Kolkata: The “multiplicity” of challenges faced by the National Disaster Response Force (NDRF) is a cause for concern, its director general S N Pradhan has said, calling for a “clear” policy that will put the primary onus to deal with disasters of certain categories on states.
Pradhan said state governments are requisitioning for the specialised force, even to be on “standby”, without assessing their capabilities to respond to calamities.
“We never say no to any request, but the range is increasing by the day. While we are helping a child in a pit, at the same time, NDRF personnel are engaged in rescue work in a flood or cyclone situation somewhere else… We are worried about the multiplicity of challenges,” he told PTI in an interview.
Pradhan also said the NDRF is essentially a force in assistance of the state governments, as the disaster response mandate is with them by constitutional authority.
“My suggestion would be that once disasters are categorised, say as A, B or C, there should be a clear policy that for certain categories, the first call will rest with the state. We would be happier to be called in as the second or third option… If states don’t have the capability, they should build it,” the Odisha-born IPS officer said.
Pradhan, who assumed charge as director general of the force in January this year, said the NDRF is ready to provide all possible assistance to state governments in training and procuring necessary equipment for boosting capacity. As part of community strengthening measures, the specialised force has already begun training 9,000 volunteers of the Nehru Yuva Kendra Sangathan (NYKS).
“We will work on the principle that community is the first responder during a disaster, and more lives and property can be saved through community training. These volunteers will be registered with us and called ‘NDRF Friends’. We will also create a database of them,” he said.
Pradhan said the central government is considering putting a cap on the number of NDRF battalions. The force has 12 battalions (each has around 1,150 personnel) across the country, and is set to add four more in Jammu and Kashmir, Himachal Pradesh, Uttarakhand and the National Capital Region.
“If we go on adding battalions, states will not increase their capacity, and that is not in the interest of the nation. Too much dependency on the NDRF is not good for India,” he said.
The Centre, Pradhan said, is keen to focus on some of the ‘mega policies’ such as disaster-resilient infrastructure (DRI) — roads, power grids, water lines, telecommunication — which can withstand earthquakes, cyclones and floods. “The emphasis should be on preventive action rather than responsive action.”
Talking about inducting advanced equipment and technology exchange, the senior Indian Police Service (IPS) officer said a number of countries has evinced interest to forge partnerships for disaster management.

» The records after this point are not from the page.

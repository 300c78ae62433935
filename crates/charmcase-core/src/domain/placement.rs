//! Charm placement model.
//!
//! The placement model is the single source of truth for which charms sit on
//! the case, where, and at what angle.  Views render from it; gestures commit
//! into it.
//!
//! # Coordinate convention
//!
//! Positions are stored as [`NormalizedPosition`] (percent of the case
//! bounding box) and clamped to [`PlacementBounds`] on every write, so charms
//! stay anchored inside the case artwork instead of hanging off its edge.
//!
//! # Ordering
//!
//! Placements are kept in insertion order, which is also the z-order: a charm
//! placed later renders above earlier ones.  Moving or rotating a placement
//! never changes its slot.

use std::fmt;
use std::sync::Arc;

use serde::{Deserialize, Deserializer, Serialize};
use thiserror::Error;
use tracing::debug;

use super::catalog::{Charm, Price};
use super::geometry::{NormalizedPosition, Point, Rect};

/// Default lower bound for both normalized axes.
pub const DEFAULT_MIN_PERCENT: f64 = 10.0;

/// Default upper bound for both normalized axes.
pub const DEFAULT_MAX_PERCENT: f64 = 90.0;

/// Errors that can occur when configuring the placement model.
#[derive(Debug, Error, PartialEq)]
pub enum PlacementError {
    /// A bound lies outside `0..=100` or is not a number.
    #[error("placement bound {0} is outside 0..=100")]
    BoundOutOfRange(f64),

    /// The lower bound exceeds the upper bound.
    #[error("placement bounds inverted: min {min} > max {max}")]
    InvertedBounds { min: f64, max: f64 },
}

/// The normalized sub-range every placement is clamped into.
///
/// Deserialization goes through [`PlacementBounds::new`], so invalid bounds
/// are rejected at parse time.
#[derive(Debug, Clone, Copy, PartialEq, Serialize)]
pub struct PlacementBounds {
    min_percent: f64,
    max_percent: f64,
}

impl PlacementBounds {
    /// Creates bounds covering `min_percent..=max_percent` on both axes.
    ///
    /// # Errors
    ///
    /// Returns [`PlacementError::BoundOutOfRange`] if either bound is outside
    /// `0..=100`, or [`PlacementError::InvertedBounds`] if `min > max`.
    pub fn new(min_percent: f64, max_percent: f64) -> Result<Self, PlacementError> {
        for bound in [min_percent, max_percent] {
            if !(0.0..=100.0).contains(&bound) {
                return Err(PlacementError::BoundOutOfRange(bound));
            }
        }
        if min_percent > max_percent {
            return Err(PlacementError::InvertedBounds {
                min: min_percent,
                max: max_percent,
            });
        }
        Ok(Self {
            min_percent,
            max_percent,
        })
    }

    pub fn min_percent(&self) -> f64 {
        self.min_percent
    }

    pub fn max_percent(&self) -> f64 {
        self.max_percent
    }

    /// Clamps `position` into these bounds.
    pub fn clamp(&self, position: NormalizedPosition) -> NormalizedPosition {
        position.clamped(self.min_percent, self.max_percent)
    }
}

impl<'de> Deserialize<'de> for PlacementBounds {
    fn deserialize<D: Deserializer<'de>>(deserializer: D) -> Result<Self, D::Error> {
        #[derive(Deserialize)]
        struct Raw {
            min_percent: f64,
            max_percent: f64,
        }
        let raw = Raw::deserialize(deserializer)?;
        PlacementBounds::new(raw.min_percent, raw.max_percent).map_err(serde::de::Error::custom)
    }
}

impl Default for PlacementBounds {
    fn default() -> Self {
        Self {
            min_percent: DEFAULT_MIN_PERCENT,
            max_percent: DEFAULT_MAX_PERCENT,
        }
    }
}

/// Identifier of one placement, distinct from the catalog charm id.
///
/// Formatted as `"{charm_id}-{seq}"` where `seq` comes from the owning
/// model's counter.
#[derive(Debug, Clone, PartialEq, Eq, Hash, PartialOrd, Ord, Serialize, Deserialize)]
#[serde(transparent)]
pub struct PlacementId(pub String);

impl PlacementId {
    pub fn as_str(&self) -> &str {
        &self.0
    }
}

impl fmt::Display for PlacementId {
    fn fmt(&self, f: &mut fmt::Formatter<'_>) -> fmt::Result {
        f.write_str(&self.0)
    }
}

impl From<&str> for PlacementId {
    fn from(id: &str) -> Self {
        Self(id.to_string())
    }
}

/// One charm placed on the case.
#[derive(Debug, Clone, PartialEq)]
pub struct PlacedCharm {
    /// Unique within the owning model for its whole lifetime.
    pub id: PlacementId,
    /// The catalog entry this placement was created from.
    pub charm: Arc<Charm>,
    /// Clamped normalized position of the charm's centre.
    pub position: NormalizedPosition,
    /// Rotation in degrees, stored exactly as last committed.
    pub rotation: f64,
}

impl PlacedCharm {
    /// Returns the rotation folded into `0.0..360.0` for rendering.
    ///
    /// `370°` and `10°` render identically even though the stored values
    /// differ.
    pub fn rendered_rotation(&self) -> f64 {
        let folded = self.rotation.rem_euclid(360.0);
        // rem_euclid can round up to exactly 360.0 for tiny negative inputs.
        if folded >= 360.0 {
            0.0
        } else {
            folded
        }
    }

    /// Returns the charm centre in preview pixel space for the given case rect.
    pub fn pixel_center(&self, surface: &Rect) -> Point {
        surface.to_pixels(self.position)
    }
}

/// The ordered set of charms placed on one case.
#[derive(Debug, Default)]
pub struct PlacementModel {
    placements: Vec<PlacedCharm>,
    bounds: PlacementBounds,
    /// Next sequence number for id generation.  Never reset, not even by
    /// [`PlacementModel::clear`], so ids are never reused within a session.
    next_seq: u64,
    /// Bumped once per effective mutation.
    revision: u64,
}

impl PlacementModel {
    /// Creates an empty model with the default 10–90% bounds.
    pub fn new() -> Self {
        Self::default()
    }

    /// Creates an empty model with custom bounds.
    pub fn with_bounds(bounds: PlacementBounds) -> Self {
        Self {
            bounds,
            ..Self::default()
        }
    }

    /// Returns the clamping bounds.
    pub fn bounds(&self) -> PlacementBounds {
        self.bounds
    }

    /// Places `charm` where it was dropped.
    ///
    /// `drop_point` is in preview pixel space; `surface` is the case bounding
    /// box in the same space.  The point is normalized against `surface` and
    /// clamped.  The new placement starts at rotation 0 and renders above all
    /// existing ones.
    ///
    /// This operation is total: every charm and coordinate yields a placement.
    pub fn place(&mut self, charm: Arc<Charm>, drop_point: Point, surface: &Rect) -> &PlacedCharm {
        let position = self.bounds.clamp(surface.normalize(drop_point));
        let id = self.next_id(&charm);
        debug!(
            placement = %id,
            charm = %charm.id,
            x = position.x,
            y = position.y,
            "charm placed"
        );
        self.placements.push(PlacedCharm {
            id,
            charm,
            position,
            rotation: 0.0,
        });
        self.revision += 1;
        // The vector is non-empty because an element was just pushed.
        &self.placements[self.placements.len() - 1]
    }

    /// Moves a placement to `position` (clamped).
    ///
    /// Returns `false` without touching anything when `id` is unknown; drag
    /// commits can legitimately race with a removal.
    pub fn move_to(&mut self, id: &PlacementId, position: NormalizedPosition) -> bool {
        let clamped = self.bounds.clamp(position);
        match self.get_mut(id) {
            Some(placement) => {
                placement.position = clamped;
                self.revision += 1;
                true
            }
            None => {
                debug!(placement = %id, "move ignored: placement not found");
                false
            }
        }
    }

    /// Sets the absolute rotation of a placement in degrees.
    ///
    /// The value is stored as given (no wrapping); see
    /// [`PlacedCharm::rendered_rotation`].  Returns `false` for an unknown id.
    pub fn rotate(&mut self, id: &PlacementId, degrees: f64) -> bool {
        match self.get_mut(id) {
            Some(placement) => {
                placement.rotation = degrees;
                self.revision += 1;
                true
            }
            None => {
                debug!(placement = %id, "rotate ignored: placement not found");
                false
            }
        }
    }

    /// Removes a placement, returning it.  Idempotent: a second call with the
    /// same id returns `None` and changes nothing.
    pub fn remove(&mut self, id: &PlacementId) -> Option<PlacedCharm> {
        let index = self.placements.iter().position(|p| &p.id == id)?;
        let removed = self.placements.remove(index);
        self.revision += 1;
        debug!(placement = %id, "charm removed");
        Some(removed)
    }

    /// Removes every placement in one step and returns how many were removed.
    ///
    /// The revision advances once, so observers see the full set or the empty
    /// set and nothing in between.
    pub fn clear(&mut self) -> usize {
        let removed = std::mem::take(&mut self.placements).len();
        if removed > 0 {
            self.revision += 1;
            debug!(removed, "placements cleared");
        }
        removed
    }

    /// Returns the sum of the unit prices of all placed charms.
    pub fn charms_price(&self) -> Price {
        self.placements.iter().map(|p| p.charm.price).sum()
    }

    /// Returns `base + Σ charm price`, recomputed on every call.
    pub fn total_price(&self, base: Price) -> Price {
        base + self.charms_price()
    }

    /// Looks up a placement by id.
    pub fn get(&self, id: &PlacementId) -> Option<&PlacedCharm> {
        self.placements.iter().find(|p| &p.id == id)
    }

    /// Returns `true` if a placement with `id` exists.
    pub fn contains(&self, id: &PlacementId) -> bool {
        self.get(id).is_some()
    }

    /// Iterates placements bottom-to-top (insertion order).
    pub fn iter(&self) -> impl Iterator<Item = &PlacedCharm> {
        self.placements.iter()
    }

    pub fn len(&self) -> usize {
        self.placements.len()
    }

    pub fn is_empty(&self) -> bool {
        self.placements.is_empty()
    }

    /// Returns the mutation counter.
    pub fn revision(&self) -> u64 {
        self.revision
    }

    // ── Private helpers ───────────────────────────────────────────────────────

    fn get_mut(&mut self, id: &PlacementId) -> Option<&mut PlacedCharm> {
        self.placements.iter_mut().find(|p| &p.id == id)
    }

    fn next_id(&mut self, charm: &Charm) -> PlacementId {
        let seq = self.next_seq;
        self.next_seq += 1;
        PlacementId(format!("{}-{}", charm.id, seq))
    }
}

// ── Tests ─────────────────────────────────────────────────────────────────────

He said in the last one year, eight countries have issued expressions of interest (EOIs) towards that end.
“We recently organised a workshop in Japan and learnt about thousands of advanced sensors it had installed under the seas. These give a lead time on tsunami and earthquake. We have requested them to help us with this technology, and the authorities there have promised to do so through Japan International Cooperation Agency (JICA),” Pradhan said.
“Israel is informally offering us technologies that can help survive in situations where everything has been blanked out… for example, water can be made out of thin air using the moisture,” he added.
Senior NDRF officials will also make a trip to France in October for a demonstration on Chemical, Biological, Radiological and Nuclear (CBRN) disasters. Back home, the disaster response force has recently initiated collaborative research with the Council of Scientific and Industrial Research (CSIR) and the Defence Research and Development Organisation (DRDO) for technology and allied assistance.
The NDRF was raised in 2006 for specific tasks of relief and rescue during natural and man-made disasters or threatening situations.